BEGIN Data for this task
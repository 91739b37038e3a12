//! Cluster API resource types
//!
//! Partial mirrors of the upstream Cluster API `Cluster` and `Machine`
//! resources (group `cluster.x-k8s.io`). The bootstrap controller only
//! consumes these, so only the fields it reads are modeled; unknown fields
//! are ignored on deserialization.

use kube::CustomResource;
use schemars::JsonSchema;
use serde::{Deserialize, Serialize};

/// Label carrying the owning cluster name on Cluster API resources.
pub const CLUSTER_NAME_LABEL: &str = "cluster.x-k8s.io/cluster-name";

/// Label marking a Machine as a control plane machine.
pub const CONTROL_PLANE_LABEL: &str = "cluster.x-k8s.io/control-plane";

/// Condition type set on a Cluster once its control plane has initialized.
pub const CONTROL_PLANE_INITIALIZED_CONDITION: &str = "ControlPlaneInitialized";

#[derive(CustomResource, Debug, Clone, Serialize, Deserialize, JsonSchema, Default)]
#[kube(
    group = "cluster.x-k8s.io",
    version = "v1beta1",
    kind = "Cluster",
    namespaced,
    status = "ClusterStatus"
)]
#[serde(rename_all = "camelCase")]
pub struct ClusterSpec {
    /// Endpoint clients use to reach the cluster's apiserver
    #[serde(default, skip_serializing_if = "Option::is_none")]
    pub control_plane_endpoint: Option<ApiEndpoint>,

    /// Reconciliation of this cluster and its owned resources is paused
    #[serde(default)]
    pub paused: bool,
}

/// A host/port endpoint of an apiserver.
#[derive(Debug, Clone, Serialize, Deserialize, JsonSchema, Default, PartialEq, Eq)]
#[serde(rename_all = "camelCase")]
pub struct ApiEndpoint {
    /// The hostname on which the API server is serving
    #[serde(default)]
    pub host: String,

    /// The port on which the API server is serving
    #[serde(default)]
    pub port: i32,
}

#[derive(Debug, Clone, Serialize, Deserialize, JsonSchema, Default)]
#[serde(rename_all = "camelCase")]
pub struct ClusterStatus {
    /// The cluster's infrastructure has been provisioned
    #[serde(default)]
    pub infrastructure_ready: bool,

    /// Cluster API conditions
    #[serde(default, skip_serializing_if = "Vec::is_empty")]
    pub conditions: Vec<CapiCondition>,
}

/// A Cluster API style condition.
#[derive(Debug, Clone, Serialize, Deserialize, JsonSchema, Default)]
#[serde(rename_all = "camelCase")]
pub struct CapiCondition {
    /// Condition type, e.g. "ControlPlaneInitialized"
    #[serde(rename = "type")]
    pub type_: String,

    /// Condition status: "True", "False" or "Unknown"
    #[serde(default)]
    pub status: String,
}

impl Cluster {
    /// Whether the control plane of this cluster has been initialized.
    ///
    /// Absence of the condition counts as not initialized.
    #[must_use]
    pub fn is_control_plane_initialized(&self) -> bool {
        self.status
            .as_ref()
            .map(|status| &status.conditions)
            .is_some_and(|conditions| {
                conditions
                    .iter()
                    .any(|c| c.type_ == CONTROL_PLANE_INITIALIZED_CONDITION && c.status == "True")
            })
    }

    /// Whether the cluster infrastructure is provisioned.
    #[must_use]
    pub fn is_infrastructure_ready(&self) -> bool {
        self.status
            .as_ref()
            .is_some_and(|status| status.infrastructure_ready)
    }
}

#[derive(CustomResource, Debug, Clone, Serialize, Deserialize, JsonSchema, Default)]
#[kube(
    group = "cluster.x-k8s.io",
    version = "v1beta1",
    kind = "Machine",
    namespaced,
    status = "MachineStatus"
)]
#[serde(rename_all = "camelCase")]
pub struct MachineSpec {
    /// Name of the owning Cluster
    #[serde(default)]
    pub cluster_name: String,

    /// Kubernetes version the machine should run
    #[serde(default, skip_serializing_if = "Option::is_none")]
    pub version: Option<String>,

    /// Provider specific machine id, set once infrastructure exists
    #[serde(default, skip_serializing_if = "Option::is_none", rename = "providerID")]
    pub provider_id: Option<String>,

    /// Bootstrap configuration of the machine
    #[serde(default)]
    pub bootstrap: Bootstrap,
}

/// Reference to the bootstrap configuration of a machine.
#[derive(Debug, Clone, Serialize, Deserialize, JsonSchema, Default)]
#[serde(rename_all = "camelCase")]
pub struct Bootstrap {
    /// Reference to the bootstrap config resource
    #[serde(default, skip_serializing_if = "Option::is_none")]
    pub config_ref: Option<ConfigRef>,

    /// Name of an externally managed bootstrap data secret
    #[serde(default, skip_serializing_if = "Option::is_none")]
    pub data_secret_name: Option<String>,
}

/// Namespaced reference to a bootstrap config resource.
#[derive(Debug, Clone, Serialize, Deserialize, JsonSchema, Default)]
#[serde(rename_all = "camelCase")]
pub struct ConfigRef {
    /// Kind of the referenced resource
    #[serde(default, skip_serializing_if = "String::is_empty")]
    pub kind: String,

    /// Name of the referenced resource
    pub name: String,

    /// Namespace of the referenced resource
    #[serde(default, skip_serializing_if = "Option::is_none")]
    pub namespace: Option<String>,
}

#[derive(Debug, Clone, Serialize, Deserialize, JsonSchema, Default)]
#[serde(rename_all = "camelCase")]
pub struct MachineStatus {
    /// Lifecycle phase of the machine, e.g. "Running"
    #[serde(default, skip_serializing_if = "Option::is_none")]
    pub phase: Option<String>,

    /// Addresses of the provisioned machine
    #[serde(default, skip_serializing_if = "Vec::is_empty")]
    pub addresses: Vec<MachineAddress>,
}

/// An address of a machine.
#[derive(Debug, Clone, Serialize, Deserialize, JsonSchema, Default)]
#[serde(rename_all = "camelCase")]
pub struct MachineAddress {
    /// Address type, e.g. "InternalIP"
    #[serde(rename = "type")]
    pub type_: String,

    /// The address itself
    #[serde(default)]
    pub address: String,
}

impl Machine {
    /// Whether this machine belongs to the control plane, indicated by the
    /// upstream control plane label.
    #[must_use]
    pub fn is_control_plane(&self) -> bool {
        self.metadata
            .labels
            .as_ref()
            .is_some_and(|labels| labels.contains_key(CONTROL_PLANE_LABEL))
    }

    /// First non-empty address of a machine, if it has any.
    #[must_use]
    pub fn first_address(&self) -> Option<&str> {
        self.status
            .as_ref()?
            .addresses
            .iter()
            .map(|a| a.address.as_str())
            .find(|address| !address.is_empty())
    }
}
END Data for this task
• [Required work] Return each line of the data where the word "MachineStatus" appears.

• [Answer area]
    status = "MachineStatus"
pub struct MachineStatus {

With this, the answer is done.